The case is of obvious interest to insolvency practitioners when considering the appropriateness of pre-insolvency asset disposals but also a cautionary tale for those attempting to pick up assets at a knock-down price from distressed businesses; if a deal looks too good to be true, it possibly is.


Grampian MacLennan’s Distribution Services Limited (the “Company”) held various assets including trucks and a property consisting of a warehouse, a vehicle workshop and a yard with gatehouse (the “Property”). In March 2013, the Property was valued at £1.2 million on an open market basis, and £800,000 on a restricted marketing period of 180 days.

In 2014, the Company fell into financial difficulties and in June of that year, the shares in the Company were sold to a third party, Mr Quinn. The Company owed both National Westminster Bank plc (the “Bank”) and HMRC over £500,000 each and shortly after the takeover of the Company, the loan repayments to the Bank fell into arrears. The Property was sold on to Carnbroe Estates Ltd (“Carnbroe”), which was owned by a business acquaintance of Mr Quinn, Mr Gaffney. With awareness of the Company’s financial difficulties and the potential risk of calling up by the Bank (together with some knowledge about the current state of the Property and the work required to bring into an adequate state of repair), Mr Gaffney negotiated a reduced, off-market, price of £550,000 (having previously made an offer of £950,000, prior to the sale of the Company to Mr Quinn). This allowed repayment of the Bank’s debt, but no payment to HMRC. As predicted, this resulted in HMRC petitioning for the winding up of the Company. Joint provisional liquidators were appointed on 12 September 2014.

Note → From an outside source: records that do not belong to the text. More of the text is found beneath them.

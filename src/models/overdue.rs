//! Overdue-day derivation.
//!
//! `overdue_days` is a computed view, never a column: it is recomputed at
//! every read boundary (listing, patch response) from the current UTC date.
//! Day arithmetic happens on UTC calendar dates, so flooring is deterministic
//! regardless of the timezone the remote timestamps carried.

use chrono::{DateTime, Duration, NaiveDate, NaiveDateTime, Utc};

/// Days after creation an item falls due when it has no explicit due date.
pub const DUE_FALLBACK_DAYS: i64 = 14;

/// Parse an ISO-8601-ish date string into a UTC calendar date.
///
/// Accepts full RFC 3339 timestamps, naive timestamps missing a timezone,
/// and bare `YYYY-MM-DD` dates. Anything else is `None`.
pub fn parse_loose_date(s: &str) -> Option<NaiveDate> {
    let s = s.trim();
    if s.is_empty() {
        return None;
    }
    if let Ok(dt) = DateTime::parse_from_rfc3339(s) {
        return Some(dt.with_timezone(&Utc).date_naive());
    }
    if let Ok(dt) = NaiveDateTime::parse_from_str(s, "%Y-%m-%dT%H:%M:%S%.f") {
        return Some(dt.date());
    }
    NaiveDate::parse_from_str(s, "%Y-%m-%d").ok()
}

/// The date an item is effectively due.
///
/// An explicit due date wins; otherwise the item falls due
/// [`DUE_FALLBACK_DAYS`] after creation. `None` when neither parses.
pub fn effective_due_date(due_at: &str, created_at: &str) -> Option<NaiveDate> {
    if let Some(due) = parse_loose_date(due_at) {
        return Some(due);
    }
    parse_loose_date(created_at).map(|created| created + Duration::days(DUE_FALLBACK_DAYS))
}

/// Signed whole days between `today` and the effective due date.
///
/// Positive means overdue; zero or negative means on track. Returns 0 when
/// no usable date exists. The fallback-creation path shares the same
/// arithmetic as the explicit-due path.
pub fn overdue_days(due_at: &str, created_at: &str, today: NaiveDate) -> i64 {
    match effective_due_date(due_at, created_at) {
        Some(target) => (today - target).num_days(),
        None => 0,
    }
}

/// Today's UTC calendar date.
pub fn today_utc() -> NaiveDate {
    Utc::now().date_naive()
}
//! Tracked item model.
//!
//! An item is one issue or pull request mirrored from the remote API,
//! carrying external columns (overwritten on every sync) and overlay columns
//! (owned locally, only mutated through patches).

use serde::{Deserialize, Serialize};
use sqlx::FromRow;

/// Kind of tracked item.
#[derive(Debug, Clone, Copy, PartialEq, Eq, Serialize, Deserialize)]
#[serde(rename_all = "lowercase")]
pub enum ItemKind {
    Issue,
    Pr,
}

impl ItemKind {
    /// Parse a kind from its wire/path representation.
    pub fn parse(s: &str) -> Option<Self> {
        match s {
            "issue" => Some(Self::Issue),
            "pr" => Some(Self::Pr),
            _ => None,
        }
    }
}

impl std::fmt::Display for ItemKind {
    fn fmt(&self, f: &mut std::fmt::Formatter<'_>) -> std::fmt::Result {
        match self {
            Self::Issue => write!(f, "issue"),
            Self::Pr => write!(f, "pr"),
        }
    }
}

/// Triage priority. Lower value = more urgent.
#[derive(Debug, Clone, Copy, PartialEq, Eq, Serialize, Deserialize)]
#[serde(rename_all = "lowercase")]
pub enum Priority {
    Urgent,
    High,
    Medium,
    Low,
}

impl Priority {
    /// Normalize a raw integer to the closed priority set.
    ///
    /// Out-of-range values collapse to `Low` (the lowest urgency), which is
    /// also the default for freshly synced rows.
    pub fn from_i64(v: i64) -> Self {
        match v {
            0 => Self::Urgent,
            1 => Self::High,
            2 => Self::Medium,
            _ => Self::Low,
        }
    }

    /// Integer form stored in the database.
    pub fn as_i64(self) -> i64 {
        match self {
            Self::Urgent => 0,
            Self::High => 1,
            Self::Medium => 2,
            Self::Low => 3,
        }
    }
}

impl Default for Priority {
    fn default() -> Self {
        Self::Low
    }
}

/// A tracked issue or pull request with its local overlay.
///
/// Timestamps and dates are kept as the ISO-8601-ish strings the remote API
/// hands out (timezone-tolerant parsing happens in `models::overdue`).
#[derive(Debug, Clone, Serialize, Deserialize, FromRow)]
#[serde(rename_all = "camelCase")]
pub struct Item {
    /// Item kind: `issue` or `pr`.
    pub kind: String,

    /// Repository full name (`owner/name`).
    pub repo_full_name: String,

    /// The remote system's number/id for this item, as a string.
    #[serde(rename = "key")]
    pub external_key: String,

    // External columns, overwritten on every sync.
    pub title: String,
    pub state: String,
    pub url: String,
    pub author: String,
    pub created_at: String,
    pub updated_at: String,

    // Overlay columns, only mutated through patches.
    pub assignee: String,
    pub assignee_group: String,
    pub note: String,
    pub estimated_resolve_at: String,
    pub sync_internal: bool,
    pub priority: i64,
    pub due_at: String,

    /// Derived at read time, never stored.
    #[sqlx(skip)]
    pub overdue_days: i64,
}

impl Item {
    /// Parse the kind column into the enum.
    pub fn kind_enum(&self) -> Option<ItemKind> {
        ItemKind::parse(&self.kind)
    }

    /// Parse the priority column into the normalized enum.
    pub fn priority_enum(&self) -> Priority {
        Priority::from_i64(self.priority)
    }

    /// Whether the remote state counts as open (case-insensitive).
    pub fn is_open(&self) -> bool {
        self.state.eq_ignore_ascii_case("open")
    }
}

/// A normalized record from the remote API, not yet bound to a repository.
#[derive(Debug, Clone, PartialEq, Eq)]
pub struct RemoteItem {
    pub key: String,
    pub title: String,
    pub state: String,
    pub url: String,
    pub author: String,
    pub created_at: String,
    pub updated_at: String,
}

/// External columns for one item, addressed by the full identity triple.
///
/// This is what the merge/upsert engine writes; overlay columns are never
/// part of it.
#[derive(Debug, Clone)]
pub struct ExternalRecord {
    pub kind: ItemKind,
    pub repo_full_name: String,
    pub external_key: String,
    pub title: String,
    pub state: String,
    pub url: String,
    pub author: String,
    pub created_at: String,
    pub updated_at: String,
}

impl ExternalRecord {
    /// Bind a normalized remote item to a kind and repository.
    pub fn from_remote(kind: ItemKind, repo_full_name: &str, item: RemoteItem) -> Self {
        Self {
            kind,
            repo_full_name: repo_full_name.to_string(),
            external_key: item.key,
            title: item.title,
            state: item.state,
            url: item.url,
            author: item.author,
            created_at: item.created_at,
            updated_at: item.updated_at,
        }
    }

    /// Basic validity: a record needs an identity key, a repository, and a
    /// title to be addressable later.
    pub fn is_valid(&self) -> bool {
        !self.external_key.is_empty() && !self.repo_full_name.is_empty() && !self.title.is_empty()
    }
}

/// Sparse patch of the overlay columns.
///
/// Absent fields (`None`) leave the stored value unchanged; present fields
/// set it, so `Some("")` is an explicit clear rather than a no-op.
#[derive(Debug, Clone, Default, Deserialize)]
#[serde(rename_all = "camelCase")]
pub struct ItemPatch {
    pub assignee: Option<String>,
    pub assignee_group: Option<String>,
    pub note: Option<String>,
    pub estimated_resolve_at: Option<String>,
    pub sync_internal: Option<bool>,
    pub priority: Option<i64>,
    pub due_at: Option<String>,
}
//! Data models for the tracker.
//!
//! These models represent the items stored in the local SQLite database and
//! the normalized records coming back from the remote API.
//!
//! All stored models derive Serialize for the HTTP API and FromRow for SQLx.

pub mod item;
pub mod overdue;

// Re-exports for convenient access
pub use item::{ExternalRecord, Item, ItemKind, ItemPatch, Priority, RemoteItem};
pub use overdue::{effective_due_date, overdue_days, today_utc, DUE_FALLBACK_DAYS};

The joint liquidators challenged the sale of the Property to Carnbroe as a gratuitous alienation under section 242 of the Act. At first instance, it was held that adequate consideration had been paid for the Property, on the basis that there was justification for an urgent off-market sale, resulting in the lower purchase price. However, the Inner House held on appeal that there was no such justification and that the transaction should be reduced and ordered Carnbroe to transfer the Property to the joint liquidators. That decision was then appealed to the Supreme Court which upheld the Inner House’s decision, holding that since the Company was balance sheet insolvent (and was going to cease trading in any event), it owed its primary duty to its creditors, thereby requiring that full consideration be paid on any alienation of its assets (there were no circumstances justifying the urgent sale). In addition, there was no evidence that the price paid by Carnbroe was equal to that expected to be raised following a repossession and sale or a sale by a liquidator and therefore the ‘adequate consideration’ test had not been met.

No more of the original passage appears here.